Fig. 6: GRK inhibitor screening using the 7TM phosphorylation assay.

a Control-HEK293, ΔGRK2/3-HEK293, ΔGRK5/6-HEK293 and ΔGRK2/3/5/6-HEK293 cells stably expressing mouse µ-opioid receptor (MOP) were either unstimulated (−) or exposed to 10 µM DAMGO (+) for 30 min at 37 °C. Subsequently, T370, S375, T376 and T379 phosphorylation was determined by western blot analysis. b MOP-expressing Control-HEK293 and ΔGRK2/3-HEK293 cells were exposed to increasing concentrations of DAMGO, and T376 phosphorylation was determined according to the standard protocol. c MOP-expressing Control-HEK293 and ΔGRK2/3-HEK293 cells were exposed to increasing concentrations of DAMGO, and the degree of S375 phosphorylation was determined. d MOP-expressing Control-HEK293 cells were treated with increasing concentrations of the GRK inhibitors LDC9728, LDC8988 or compound101 for 30 min prior to stimulation with 10 µM DAMGO, and T376 phosphorylation was then determined. e MOP-expressing ΔGRK2/3-HEK293 cells were treated with increasing concentrations of the GRK inhibitors LDC9728, LDC8988 or compound101 for 30 min prior to stimulation with 10 µM DAMGO, and S375 phosphorylation was then determined.
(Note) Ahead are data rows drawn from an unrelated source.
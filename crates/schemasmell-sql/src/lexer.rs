//! MySQL lexer for DDL and account statements
//!
//! Keywords are not tokenized separately: a `Word` is matched against
//! keywords case-insensitively by the parser, while a backtick-quoted
//! identifier never is.

use crate::parser::ParseError;

/// SQL token types
#[derive(Debug, Clone, PartialEq, Eq)]
pub enum Token {
    /// Unquoted identifier or keyword
    Word(String),

    /// `backtick` quoted identifier
    Quoted(String),

    /// 'single' or "double" quoted literal, unescaped
    Str(String),

    Num(String),

    /// `b'0101'`, `x'ff'` or `0xff`, kept verbatim
    Bits(String),

    LParen,
    RParen,
    Comma,
    Dot,
    Eq,
    At,
    Minus,
    Plus,
    Semicolon,
    Symbol(char),
}

impl Token {
    /// Unquoted word equal to `keyword`, ignoring case
    pub fn is_keyword(&self, keyword: &str) -> bool {
        matches!(self, Token::Word(word) if word.eq_ignore_ascii_case(keyword))
    }
}

impl std::fmt::Display for Token {
    fn fmt(&self, f: &mut std::fmt::Formatter<'_>) -> std::fmt::Result {
        match self {
            Token::Word(word) => f.write_str(word),
            Token::Quoted(ident) => write!(f, "`{}`", ident.replace('`', "``")),
            Token::Str(value) => write!(f, "'{}'", value.replace('\'', "''")),
            Token::Num(value) | Token::Bits(value) => f.write_str(value),
            Token::LParen => f.write_str("("),
            Token::RParen => f.write_str(")"),
            Token::Comma => f.write_str(","),
            Token::Dot => f.write_str("."),
            Token::Eq => f.write_str("="),
            Token::At => f.write_str("@"),
            Token::Minus => f.write_str("-"),
            Token::Plus => f.write_str("+"),
            Token::Semicolon => f.write_str(";"),
            Token::Symbol(c) => write!(f, "{}", c),
        }
    }
}

/// Tokenize one statement; `line` is used for error positions
pub fn tokenize(input: &str, line: usize) -> Result<Vec<Token>, ParseError> {
    Lexer::new(input, line).tokenize()
}

/// SQL lexer
pub struct Lexer {
    chars: Vec<char>,
    pos: usize,
    line: usize,
}

impl Lexer {
    pub fn new(input: &str, line: usize) -> Self {
        Self {
            chars: input.chars().collect(),
            pos: 0,
            line,
        }
    }

    fn current(&self) -> Option<char> {
        self.chars.get(self.pos).copied()
    }

    fn peek(&self) -> Option<char> {
        self.chars.get(self.pos + 1).copied()
    }

    fn advance(&mut self) {
        if self.current() == Some('\n') {
            self.line += 1;
        }
        self.pos += 1;
    }

    fn error(&self, message: impl Into<String>) -> ParseError {
        ParseError::Lex {
            line: self.line,
            message: message.into(),
        }
    }

    pub fn tokenize(&mut self) -> Result<Vec<Token>, ParseError> {
        let mut tokens = Vec::new();

        while let Some(c) = self.current() {
            if c.is_whitespace() {
                self.advance();
                continue;
            }

            let token = match c {
                '-' if self.peek() == Some('-') => {
                    self.skip_line_comment();
                    continue;
                }
                '#' => {
                    self.skip_line_comment();
                    continue;
                }
                '/' if self.peek() == Some('*') => {
                    self.skip_block_comment()?;
                    continue;
                }
                '\'' | '"' => Token::Str(self.read_quoted(c)?),
                '`' => Token::Quoted(self.read_quoted('`')?),
                'b' | 'B' | 'x' | 'X' if self.peek() == Some('\'') => self.read_bits()?,
                '0' if matches!(self.peek(), Some('x') | Some('X')) => self.read_hex(),
                c if c.is_ascii_digit() => Token::Num(self.read_number()),
                c if c.is_alphabetic() || c == '_' || c == '$' => Token::Word(self.read_word()),
                _ => {
                    self.advance();
                    match c {
                        '(' => Token::LParen,
                        ')' => Token::RParen,
                        ',' => Token::Comma,
                        '.' => Token::Dot,
                        '=' => Token::Eq,
                        '@' => Token::At,
                        '-' => Token::Minus,
                        '+' => Token::Plus,
                        ';' => Token::Semicolon,
                        other => Token::Symbol(other),
                    }
                }
            };

            tokens.push(token);
        }

        Ok(tokens)
    }

    fn skip_line_comment(&mut self) {
        while let Some(c) = self.current() {
            if c == '\n' {
                break;
            }
            self.advance();
        }
    }

    fn skip_block_comment(&mut self) -> Result<(), ParseError> {
        self.advance();
        self.advance();
        while let Some(c) = self.current() {
            if c == '*' && self.peek() == Some('/') {
                self.advance();
                self.advance();
                return Ok(());
            }
            self.advance();
        }
        Err(self.error("unterminated comment"))
    }

    fn read_quoted(&mut self, quote: char) -> Result<String, ParseError> {
        let start_line = self.line;
        self.advance();
        let mut value = String::new();

        while let Some(c) = self.current() {
            self.advance();
            if c == quote {
                if self.current() == Some(quote) {
                    value.push(quote);
                    self.advance();
                    continue;
                }
                return Ok(value);
            }
            if c == '\\' && quote != '`' {
                match self.current() {
                    Some(escaped) => {
                        value.push(match escaped {
                            'n' => '\n',
                            't' => '\t',
                            'r' => '\r',
                            '0' => '\0',
                            other => other,
                        });
                        self.advance();
                    }
                    None => break,
                }
                continue;
            }
            value.push(c);
        }

        Err(ParseError::Lex {
            line: start_line,
            message: format!("unterminated {} quoted string", quote),
        })
    }

    fn read_bits(&mut self) -> Result<Token, ParseError> {
        let prefix = self.current().unwrap_or('b');
        let body = self.read_quoted_after_prefix()?;
        Ok(Token::Bits(format!("{}'{}'", prefix.to_ascii_lowercase(), body)))
    }

    fn read_quoted_after_prefix(&mut self) -> Result<String, ParseError> {
        self.advance();
        self.read_quoted('\'')
    }

    fn read_hex(&mut self) -> Token {
        let mut value = String::from("0x");
        self.advance();
        self.advance();
        while let Some(c) = self.current() {
            if !c.is_ascii_hexdigit() {
                break;
            }
            value.push(c);
            self.advance();
        }
        Token::Bits(value)
    }

    fn read_number(&mut self) -> String {
        let mut value = String::new();
        while let Some(c) = self.current() {
            let exponent_sign = matches!(c, '+' | '-')
                && value.ends_with(|e: char| e == 'e' || e == 'E');
            if c.is_ascii_digit() || c == '.' || c == 'e' || c == 'E' || exponent_sign {
                value.push(c);
                self.advance();
            } else {
                break;
            }
        }
        value
    }

    fn read_word(&mut self) -> String {
        let mut value = String::new();
        while let Some(c) = self.current() {
            if c.is_alphanumeric() || c == '_' || c == '$' {
                value.push(c);
                self.advance();
            } else {
                break;
            }
        }
        value
    }
}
The data points shown in (b, c) represent optical density read at 405 nm (OD₄₀₅). Data points shown in (b, c) represent optical density readings at 405 nm (OD₄₀₅). Data points shown in (d) were normalized to 10 µM DAMGO stimulation of MOP-expressing Control-HEK293 cells. The data points shown in (e) were normalized to 10 µM DAMGO stimulation of MOP-expressing ΔGRK2/3-HEK293 cells. Western blot images are representatives of n = 5 independent experiments. Immunoassay data are means ± SEM of n = 5 independent experiments performed in quadruplicates. Where error bars are not apparent, SEM was smaller than symbol size.